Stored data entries
===

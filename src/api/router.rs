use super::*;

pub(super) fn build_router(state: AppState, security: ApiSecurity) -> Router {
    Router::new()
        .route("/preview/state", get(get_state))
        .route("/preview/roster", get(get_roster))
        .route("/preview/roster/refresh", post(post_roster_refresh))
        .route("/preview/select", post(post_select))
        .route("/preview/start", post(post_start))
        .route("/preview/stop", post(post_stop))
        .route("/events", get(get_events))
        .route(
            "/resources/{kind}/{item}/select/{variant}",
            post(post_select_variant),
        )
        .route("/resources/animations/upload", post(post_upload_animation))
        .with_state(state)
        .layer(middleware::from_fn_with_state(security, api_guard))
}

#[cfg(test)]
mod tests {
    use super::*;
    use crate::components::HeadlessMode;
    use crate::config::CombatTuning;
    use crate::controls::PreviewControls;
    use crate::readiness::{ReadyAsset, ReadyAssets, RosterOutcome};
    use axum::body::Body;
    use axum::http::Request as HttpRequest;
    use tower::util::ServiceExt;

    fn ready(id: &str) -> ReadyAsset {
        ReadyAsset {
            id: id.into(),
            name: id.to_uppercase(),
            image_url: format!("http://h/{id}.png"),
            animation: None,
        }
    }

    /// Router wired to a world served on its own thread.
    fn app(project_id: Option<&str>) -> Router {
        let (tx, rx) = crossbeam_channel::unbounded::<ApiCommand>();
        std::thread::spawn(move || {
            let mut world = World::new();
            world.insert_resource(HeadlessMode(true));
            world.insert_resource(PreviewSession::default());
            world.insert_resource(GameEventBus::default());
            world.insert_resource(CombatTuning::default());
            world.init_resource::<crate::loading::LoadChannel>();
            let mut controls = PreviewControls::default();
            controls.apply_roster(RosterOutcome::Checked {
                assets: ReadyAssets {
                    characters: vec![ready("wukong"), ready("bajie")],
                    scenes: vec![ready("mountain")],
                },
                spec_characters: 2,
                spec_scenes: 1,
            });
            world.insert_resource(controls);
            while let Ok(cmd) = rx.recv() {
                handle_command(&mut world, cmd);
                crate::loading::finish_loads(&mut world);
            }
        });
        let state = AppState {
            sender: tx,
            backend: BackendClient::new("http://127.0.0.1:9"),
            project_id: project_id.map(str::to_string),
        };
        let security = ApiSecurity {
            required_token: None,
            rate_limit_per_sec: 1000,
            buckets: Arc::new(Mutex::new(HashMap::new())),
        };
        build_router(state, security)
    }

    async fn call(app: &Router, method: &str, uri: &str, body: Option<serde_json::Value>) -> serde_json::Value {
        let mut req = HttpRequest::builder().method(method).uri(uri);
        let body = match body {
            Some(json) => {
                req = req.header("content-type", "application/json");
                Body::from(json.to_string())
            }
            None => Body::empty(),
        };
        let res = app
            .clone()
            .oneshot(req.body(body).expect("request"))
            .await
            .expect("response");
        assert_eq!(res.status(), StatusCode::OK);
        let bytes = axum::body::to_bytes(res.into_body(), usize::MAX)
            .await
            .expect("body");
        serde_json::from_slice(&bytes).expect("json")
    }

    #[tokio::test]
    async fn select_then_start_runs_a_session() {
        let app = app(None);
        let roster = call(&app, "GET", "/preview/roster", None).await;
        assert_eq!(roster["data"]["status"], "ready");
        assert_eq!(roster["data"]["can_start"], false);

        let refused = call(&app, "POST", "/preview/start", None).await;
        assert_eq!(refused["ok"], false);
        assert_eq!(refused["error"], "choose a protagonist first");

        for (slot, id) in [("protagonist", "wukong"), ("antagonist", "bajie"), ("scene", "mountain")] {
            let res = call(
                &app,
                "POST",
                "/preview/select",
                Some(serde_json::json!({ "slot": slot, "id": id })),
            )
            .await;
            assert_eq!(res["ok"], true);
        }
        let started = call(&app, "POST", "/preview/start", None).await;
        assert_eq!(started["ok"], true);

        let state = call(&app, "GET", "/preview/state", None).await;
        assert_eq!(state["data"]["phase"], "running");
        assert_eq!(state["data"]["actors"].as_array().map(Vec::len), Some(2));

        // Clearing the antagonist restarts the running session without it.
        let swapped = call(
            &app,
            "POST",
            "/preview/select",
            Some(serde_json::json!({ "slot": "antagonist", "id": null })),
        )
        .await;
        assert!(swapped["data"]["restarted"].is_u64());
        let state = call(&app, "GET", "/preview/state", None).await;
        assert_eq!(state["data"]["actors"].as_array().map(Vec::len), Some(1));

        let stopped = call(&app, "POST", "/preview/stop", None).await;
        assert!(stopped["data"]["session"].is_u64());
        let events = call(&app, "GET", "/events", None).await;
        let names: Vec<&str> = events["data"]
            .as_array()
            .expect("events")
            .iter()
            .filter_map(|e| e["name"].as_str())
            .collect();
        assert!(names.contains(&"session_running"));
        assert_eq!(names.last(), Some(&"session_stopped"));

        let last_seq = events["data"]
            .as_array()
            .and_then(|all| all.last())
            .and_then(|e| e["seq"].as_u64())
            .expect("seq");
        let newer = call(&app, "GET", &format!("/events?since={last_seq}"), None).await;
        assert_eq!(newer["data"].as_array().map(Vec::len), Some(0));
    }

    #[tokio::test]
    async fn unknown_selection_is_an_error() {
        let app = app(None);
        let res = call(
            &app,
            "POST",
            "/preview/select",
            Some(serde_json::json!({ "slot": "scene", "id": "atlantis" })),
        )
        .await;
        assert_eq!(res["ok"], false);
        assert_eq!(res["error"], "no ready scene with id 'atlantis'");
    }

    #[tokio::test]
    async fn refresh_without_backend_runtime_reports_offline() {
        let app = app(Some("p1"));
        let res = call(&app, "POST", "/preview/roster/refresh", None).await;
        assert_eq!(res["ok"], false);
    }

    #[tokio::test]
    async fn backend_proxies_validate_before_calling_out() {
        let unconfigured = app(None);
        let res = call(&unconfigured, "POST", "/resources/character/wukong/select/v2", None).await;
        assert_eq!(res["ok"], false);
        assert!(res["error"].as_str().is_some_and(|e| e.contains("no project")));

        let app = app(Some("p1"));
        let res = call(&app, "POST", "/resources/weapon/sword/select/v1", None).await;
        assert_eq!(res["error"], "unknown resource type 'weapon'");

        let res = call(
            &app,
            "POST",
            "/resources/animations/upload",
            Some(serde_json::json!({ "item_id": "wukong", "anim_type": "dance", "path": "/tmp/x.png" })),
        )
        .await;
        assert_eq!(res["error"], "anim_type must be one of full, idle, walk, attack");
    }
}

===

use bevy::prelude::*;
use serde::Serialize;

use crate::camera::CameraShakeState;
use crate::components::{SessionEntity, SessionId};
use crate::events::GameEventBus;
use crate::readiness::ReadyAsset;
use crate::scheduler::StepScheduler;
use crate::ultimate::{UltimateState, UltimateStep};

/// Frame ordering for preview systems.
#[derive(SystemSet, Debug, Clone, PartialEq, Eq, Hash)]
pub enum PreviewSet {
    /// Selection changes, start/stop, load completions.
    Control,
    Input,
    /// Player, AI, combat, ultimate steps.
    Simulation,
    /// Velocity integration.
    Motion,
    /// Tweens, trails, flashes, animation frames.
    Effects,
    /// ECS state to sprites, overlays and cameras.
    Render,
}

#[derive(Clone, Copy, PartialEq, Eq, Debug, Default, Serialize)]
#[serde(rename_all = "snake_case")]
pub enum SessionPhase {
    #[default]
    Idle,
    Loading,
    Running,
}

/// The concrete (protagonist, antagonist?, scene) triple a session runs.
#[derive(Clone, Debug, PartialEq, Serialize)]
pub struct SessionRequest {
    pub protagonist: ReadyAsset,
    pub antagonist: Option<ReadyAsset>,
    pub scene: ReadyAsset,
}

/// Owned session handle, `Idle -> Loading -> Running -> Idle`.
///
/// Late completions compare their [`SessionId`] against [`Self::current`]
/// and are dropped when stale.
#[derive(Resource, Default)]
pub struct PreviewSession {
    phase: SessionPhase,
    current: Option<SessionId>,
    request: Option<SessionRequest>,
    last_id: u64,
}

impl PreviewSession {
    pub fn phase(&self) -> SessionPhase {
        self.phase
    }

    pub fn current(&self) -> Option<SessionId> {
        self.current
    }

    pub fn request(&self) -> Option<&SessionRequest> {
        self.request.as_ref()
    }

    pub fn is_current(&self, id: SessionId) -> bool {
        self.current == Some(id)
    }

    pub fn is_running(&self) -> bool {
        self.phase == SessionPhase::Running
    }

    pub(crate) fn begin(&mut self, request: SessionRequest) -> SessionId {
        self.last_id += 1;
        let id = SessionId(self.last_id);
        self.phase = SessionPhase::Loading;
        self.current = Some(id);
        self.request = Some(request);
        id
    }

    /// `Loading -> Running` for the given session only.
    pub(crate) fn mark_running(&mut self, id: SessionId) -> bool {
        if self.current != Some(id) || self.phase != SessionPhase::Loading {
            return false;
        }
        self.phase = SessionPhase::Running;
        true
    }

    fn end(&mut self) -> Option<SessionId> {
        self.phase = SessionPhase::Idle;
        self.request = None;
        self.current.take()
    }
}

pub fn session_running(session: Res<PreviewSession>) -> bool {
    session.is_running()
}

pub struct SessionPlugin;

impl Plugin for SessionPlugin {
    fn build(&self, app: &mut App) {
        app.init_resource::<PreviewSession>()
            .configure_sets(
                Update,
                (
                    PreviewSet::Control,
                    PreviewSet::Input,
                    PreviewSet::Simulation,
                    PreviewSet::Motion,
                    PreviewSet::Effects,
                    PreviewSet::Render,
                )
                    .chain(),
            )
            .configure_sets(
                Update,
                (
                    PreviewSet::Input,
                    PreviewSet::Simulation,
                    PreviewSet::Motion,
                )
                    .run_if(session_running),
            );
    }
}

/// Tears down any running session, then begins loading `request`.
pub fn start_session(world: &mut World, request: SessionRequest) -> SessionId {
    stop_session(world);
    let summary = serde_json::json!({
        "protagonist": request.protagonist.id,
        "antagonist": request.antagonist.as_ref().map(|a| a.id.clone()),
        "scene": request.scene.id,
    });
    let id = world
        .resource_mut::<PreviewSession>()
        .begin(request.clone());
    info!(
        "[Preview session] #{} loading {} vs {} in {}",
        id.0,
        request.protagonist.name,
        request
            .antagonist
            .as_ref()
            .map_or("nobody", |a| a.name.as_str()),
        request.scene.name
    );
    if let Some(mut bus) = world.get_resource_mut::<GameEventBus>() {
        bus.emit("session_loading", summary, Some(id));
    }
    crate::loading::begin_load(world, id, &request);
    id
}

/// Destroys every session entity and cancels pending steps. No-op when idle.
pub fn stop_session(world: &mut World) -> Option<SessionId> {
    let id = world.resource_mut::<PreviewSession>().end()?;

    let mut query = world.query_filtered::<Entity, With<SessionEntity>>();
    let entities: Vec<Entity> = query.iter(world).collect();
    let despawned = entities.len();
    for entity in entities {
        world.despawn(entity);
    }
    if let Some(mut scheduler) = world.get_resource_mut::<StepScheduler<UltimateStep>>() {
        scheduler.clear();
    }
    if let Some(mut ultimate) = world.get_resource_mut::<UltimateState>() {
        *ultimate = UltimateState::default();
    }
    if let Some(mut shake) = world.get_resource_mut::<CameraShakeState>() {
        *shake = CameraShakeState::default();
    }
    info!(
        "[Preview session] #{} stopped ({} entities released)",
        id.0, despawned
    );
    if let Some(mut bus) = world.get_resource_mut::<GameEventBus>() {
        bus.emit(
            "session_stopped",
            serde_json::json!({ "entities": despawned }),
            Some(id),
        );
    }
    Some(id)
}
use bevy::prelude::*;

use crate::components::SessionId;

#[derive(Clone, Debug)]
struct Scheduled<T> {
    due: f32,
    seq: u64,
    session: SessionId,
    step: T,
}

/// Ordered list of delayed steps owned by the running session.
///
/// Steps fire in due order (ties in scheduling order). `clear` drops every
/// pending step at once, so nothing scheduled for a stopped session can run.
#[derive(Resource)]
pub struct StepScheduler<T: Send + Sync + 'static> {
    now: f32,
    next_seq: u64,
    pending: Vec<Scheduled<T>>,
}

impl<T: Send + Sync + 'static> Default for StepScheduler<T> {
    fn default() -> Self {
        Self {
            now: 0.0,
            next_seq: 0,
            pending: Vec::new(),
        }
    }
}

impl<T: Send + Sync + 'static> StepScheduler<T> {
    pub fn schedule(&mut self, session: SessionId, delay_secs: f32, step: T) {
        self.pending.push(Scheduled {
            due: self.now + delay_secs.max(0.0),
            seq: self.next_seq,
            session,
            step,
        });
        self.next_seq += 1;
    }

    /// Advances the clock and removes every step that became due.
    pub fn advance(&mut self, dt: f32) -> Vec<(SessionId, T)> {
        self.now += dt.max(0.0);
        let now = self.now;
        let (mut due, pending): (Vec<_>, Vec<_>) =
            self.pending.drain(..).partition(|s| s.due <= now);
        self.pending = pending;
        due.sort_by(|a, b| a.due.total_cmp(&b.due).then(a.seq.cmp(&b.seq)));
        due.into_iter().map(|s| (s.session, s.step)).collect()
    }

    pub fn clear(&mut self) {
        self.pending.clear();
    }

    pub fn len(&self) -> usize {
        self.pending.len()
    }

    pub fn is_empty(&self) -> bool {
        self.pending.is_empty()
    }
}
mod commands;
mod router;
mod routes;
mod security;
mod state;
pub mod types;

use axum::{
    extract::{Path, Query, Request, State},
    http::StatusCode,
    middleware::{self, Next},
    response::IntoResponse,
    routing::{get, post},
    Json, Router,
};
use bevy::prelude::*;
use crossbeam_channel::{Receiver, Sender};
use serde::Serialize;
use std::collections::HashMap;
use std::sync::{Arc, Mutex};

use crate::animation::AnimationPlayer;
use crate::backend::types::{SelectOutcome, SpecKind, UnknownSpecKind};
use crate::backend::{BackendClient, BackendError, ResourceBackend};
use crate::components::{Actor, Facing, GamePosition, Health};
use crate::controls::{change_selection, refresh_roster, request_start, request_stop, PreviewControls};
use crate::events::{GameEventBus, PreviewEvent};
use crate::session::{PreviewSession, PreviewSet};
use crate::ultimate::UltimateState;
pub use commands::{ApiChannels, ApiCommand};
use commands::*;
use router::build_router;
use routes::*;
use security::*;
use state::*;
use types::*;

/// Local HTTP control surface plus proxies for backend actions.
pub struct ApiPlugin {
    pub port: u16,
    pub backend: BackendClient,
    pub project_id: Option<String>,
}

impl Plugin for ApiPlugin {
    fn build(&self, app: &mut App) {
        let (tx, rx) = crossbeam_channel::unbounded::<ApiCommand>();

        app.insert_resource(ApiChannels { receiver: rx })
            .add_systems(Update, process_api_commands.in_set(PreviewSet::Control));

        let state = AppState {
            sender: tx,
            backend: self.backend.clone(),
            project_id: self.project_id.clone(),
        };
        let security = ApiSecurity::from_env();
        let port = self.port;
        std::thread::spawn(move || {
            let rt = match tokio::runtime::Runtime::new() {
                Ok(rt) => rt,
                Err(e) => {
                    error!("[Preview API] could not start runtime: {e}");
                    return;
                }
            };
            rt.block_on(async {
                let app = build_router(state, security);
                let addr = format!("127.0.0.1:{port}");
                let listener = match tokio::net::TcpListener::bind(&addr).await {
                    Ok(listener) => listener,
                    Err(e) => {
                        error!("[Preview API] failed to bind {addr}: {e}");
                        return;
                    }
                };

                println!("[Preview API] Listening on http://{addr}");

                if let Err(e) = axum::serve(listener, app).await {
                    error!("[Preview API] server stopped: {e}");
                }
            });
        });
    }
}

===

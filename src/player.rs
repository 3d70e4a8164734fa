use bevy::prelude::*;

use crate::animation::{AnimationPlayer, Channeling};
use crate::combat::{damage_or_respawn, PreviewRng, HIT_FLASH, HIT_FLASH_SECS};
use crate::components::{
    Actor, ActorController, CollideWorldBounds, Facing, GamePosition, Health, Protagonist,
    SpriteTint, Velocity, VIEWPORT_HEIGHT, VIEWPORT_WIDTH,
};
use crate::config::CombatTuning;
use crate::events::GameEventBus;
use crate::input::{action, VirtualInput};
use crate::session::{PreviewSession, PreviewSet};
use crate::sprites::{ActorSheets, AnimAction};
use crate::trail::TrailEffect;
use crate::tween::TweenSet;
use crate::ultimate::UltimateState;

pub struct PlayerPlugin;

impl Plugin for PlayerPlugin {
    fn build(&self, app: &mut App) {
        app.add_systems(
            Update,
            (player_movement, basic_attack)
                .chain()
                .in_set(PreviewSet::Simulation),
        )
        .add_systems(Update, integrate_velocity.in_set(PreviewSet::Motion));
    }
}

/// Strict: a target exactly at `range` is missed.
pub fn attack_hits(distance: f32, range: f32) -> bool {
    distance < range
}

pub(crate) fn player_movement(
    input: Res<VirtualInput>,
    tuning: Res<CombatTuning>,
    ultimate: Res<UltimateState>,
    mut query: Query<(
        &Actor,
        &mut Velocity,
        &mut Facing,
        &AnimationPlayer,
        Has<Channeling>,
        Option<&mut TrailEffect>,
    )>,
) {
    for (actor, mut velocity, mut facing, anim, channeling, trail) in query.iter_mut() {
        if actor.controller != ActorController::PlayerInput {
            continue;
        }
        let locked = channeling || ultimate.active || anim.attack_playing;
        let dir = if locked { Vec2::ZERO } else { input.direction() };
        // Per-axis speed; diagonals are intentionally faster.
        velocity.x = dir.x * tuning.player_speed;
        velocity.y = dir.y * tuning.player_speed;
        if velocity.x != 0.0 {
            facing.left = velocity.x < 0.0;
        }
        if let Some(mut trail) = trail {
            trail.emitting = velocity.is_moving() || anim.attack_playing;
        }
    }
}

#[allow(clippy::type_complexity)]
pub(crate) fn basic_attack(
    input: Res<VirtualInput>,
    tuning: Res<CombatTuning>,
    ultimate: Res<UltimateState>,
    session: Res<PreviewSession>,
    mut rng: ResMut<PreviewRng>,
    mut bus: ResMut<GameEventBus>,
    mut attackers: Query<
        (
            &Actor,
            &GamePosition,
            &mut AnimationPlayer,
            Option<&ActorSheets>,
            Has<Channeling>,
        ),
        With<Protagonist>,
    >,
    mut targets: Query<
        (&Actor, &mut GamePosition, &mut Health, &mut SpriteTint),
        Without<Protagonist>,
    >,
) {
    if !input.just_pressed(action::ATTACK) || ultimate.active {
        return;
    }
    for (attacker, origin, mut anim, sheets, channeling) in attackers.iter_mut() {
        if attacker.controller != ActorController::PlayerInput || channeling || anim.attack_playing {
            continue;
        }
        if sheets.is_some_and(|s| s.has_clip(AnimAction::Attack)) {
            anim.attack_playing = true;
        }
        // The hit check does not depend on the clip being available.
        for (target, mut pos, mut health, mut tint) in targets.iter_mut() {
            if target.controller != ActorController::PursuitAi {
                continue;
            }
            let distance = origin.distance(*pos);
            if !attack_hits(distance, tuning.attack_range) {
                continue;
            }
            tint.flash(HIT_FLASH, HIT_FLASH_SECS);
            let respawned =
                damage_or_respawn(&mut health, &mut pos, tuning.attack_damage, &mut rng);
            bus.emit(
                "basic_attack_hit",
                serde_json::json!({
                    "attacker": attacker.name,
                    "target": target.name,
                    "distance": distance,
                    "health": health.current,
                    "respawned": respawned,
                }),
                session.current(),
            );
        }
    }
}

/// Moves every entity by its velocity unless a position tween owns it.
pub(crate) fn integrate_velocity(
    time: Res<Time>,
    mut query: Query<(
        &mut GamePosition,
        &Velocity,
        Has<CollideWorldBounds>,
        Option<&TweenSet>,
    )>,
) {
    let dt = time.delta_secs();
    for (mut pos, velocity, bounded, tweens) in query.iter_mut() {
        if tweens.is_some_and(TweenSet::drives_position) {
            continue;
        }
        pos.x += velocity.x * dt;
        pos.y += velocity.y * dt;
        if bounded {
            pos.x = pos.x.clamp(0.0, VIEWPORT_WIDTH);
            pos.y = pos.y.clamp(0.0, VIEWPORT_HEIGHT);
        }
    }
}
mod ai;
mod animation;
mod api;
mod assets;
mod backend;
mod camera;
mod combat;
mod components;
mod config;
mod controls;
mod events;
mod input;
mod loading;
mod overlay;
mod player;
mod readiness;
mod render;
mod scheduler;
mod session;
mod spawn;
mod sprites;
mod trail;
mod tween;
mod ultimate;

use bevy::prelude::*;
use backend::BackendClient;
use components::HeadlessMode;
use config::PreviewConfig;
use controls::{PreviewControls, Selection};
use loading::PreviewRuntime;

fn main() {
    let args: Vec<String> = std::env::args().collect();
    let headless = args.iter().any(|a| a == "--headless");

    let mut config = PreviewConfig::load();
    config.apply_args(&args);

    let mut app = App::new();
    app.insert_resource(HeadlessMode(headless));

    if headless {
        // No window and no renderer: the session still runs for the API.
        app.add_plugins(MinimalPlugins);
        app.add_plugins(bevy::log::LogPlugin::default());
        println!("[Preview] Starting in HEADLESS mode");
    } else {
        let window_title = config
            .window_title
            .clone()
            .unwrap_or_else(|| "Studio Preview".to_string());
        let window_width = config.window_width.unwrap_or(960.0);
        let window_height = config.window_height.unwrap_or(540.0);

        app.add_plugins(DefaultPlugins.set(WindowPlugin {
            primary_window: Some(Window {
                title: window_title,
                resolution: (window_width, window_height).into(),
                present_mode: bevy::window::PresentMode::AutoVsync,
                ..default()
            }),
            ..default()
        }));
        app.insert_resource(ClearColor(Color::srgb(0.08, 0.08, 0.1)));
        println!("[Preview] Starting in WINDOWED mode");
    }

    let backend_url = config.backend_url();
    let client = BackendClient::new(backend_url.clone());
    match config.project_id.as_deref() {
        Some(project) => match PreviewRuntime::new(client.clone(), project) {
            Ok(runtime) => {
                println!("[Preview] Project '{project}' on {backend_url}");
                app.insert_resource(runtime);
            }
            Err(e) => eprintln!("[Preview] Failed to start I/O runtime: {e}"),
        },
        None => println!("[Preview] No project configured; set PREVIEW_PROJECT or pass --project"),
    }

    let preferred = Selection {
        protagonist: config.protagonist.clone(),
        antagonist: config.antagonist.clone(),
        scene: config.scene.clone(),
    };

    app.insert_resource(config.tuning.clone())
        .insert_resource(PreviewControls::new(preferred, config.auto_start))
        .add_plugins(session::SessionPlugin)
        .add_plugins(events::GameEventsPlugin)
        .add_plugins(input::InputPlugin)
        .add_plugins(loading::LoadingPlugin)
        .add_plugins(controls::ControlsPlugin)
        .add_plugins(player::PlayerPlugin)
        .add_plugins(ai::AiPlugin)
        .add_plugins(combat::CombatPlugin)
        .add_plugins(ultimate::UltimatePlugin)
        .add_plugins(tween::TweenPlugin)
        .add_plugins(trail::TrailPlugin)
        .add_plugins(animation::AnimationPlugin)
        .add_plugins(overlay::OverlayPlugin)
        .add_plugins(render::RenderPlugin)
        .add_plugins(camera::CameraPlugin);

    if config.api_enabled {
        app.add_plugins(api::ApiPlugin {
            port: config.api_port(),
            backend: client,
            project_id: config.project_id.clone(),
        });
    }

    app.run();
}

===

Write down how many lines in the data contain "types". Add nothing else.

3